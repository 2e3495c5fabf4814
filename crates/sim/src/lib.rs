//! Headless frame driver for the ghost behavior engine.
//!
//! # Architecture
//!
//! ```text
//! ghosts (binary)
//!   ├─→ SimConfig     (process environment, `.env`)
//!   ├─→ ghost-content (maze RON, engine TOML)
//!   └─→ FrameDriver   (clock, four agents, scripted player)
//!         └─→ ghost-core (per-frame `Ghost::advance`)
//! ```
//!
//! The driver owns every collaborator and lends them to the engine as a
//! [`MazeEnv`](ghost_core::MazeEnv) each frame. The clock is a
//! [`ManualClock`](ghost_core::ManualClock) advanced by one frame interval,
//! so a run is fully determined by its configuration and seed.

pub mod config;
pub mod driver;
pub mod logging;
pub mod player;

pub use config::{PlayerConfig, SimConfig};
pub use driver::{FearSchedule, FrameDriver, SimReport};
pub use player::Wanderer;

_ _ _ _ _ _ _

• _ABOUT THIS TASK_
Only an exact transcription of all the records above counts as an answer.

• _EXERCISE RESPONSE_
repository 2e3495c5fabf4814
filename crates/sim/src/lib.rs
//! Headless frame driver for the ghost behavior engine.
//!
//! # Architecture
//!
//! ```text
//! ghosts (binary)
//!   ├─→ SimConfig     (process environment, `.env`)
//!   ├─→ ghost-content (maze RON, engine TOML)
//!   └─→ FrameDriver   (clock, four agents, scripted player)
//!         └─→ ghost-core (per-frame `Ghost::advance`)
//! ```
//!
//! The driver owns every collaborator and lends them to the engine as a
//! [`MazeEnv`](ghost_core::MazeEnv) each frame. The clock is a
//! [`ManualClock`](ghost_core::ManualClock) advanced by one frame interval,
//! so a run is fully determined by its configuration and seed.

pub mod config;
pub mod driver;
pub mod logging;
pub mod player;

pub use config::{PlayerConfig, SimConfig};
pub use driver::{FearSchedule, FrameDriver, SimReport};
pub use player::Wanderer;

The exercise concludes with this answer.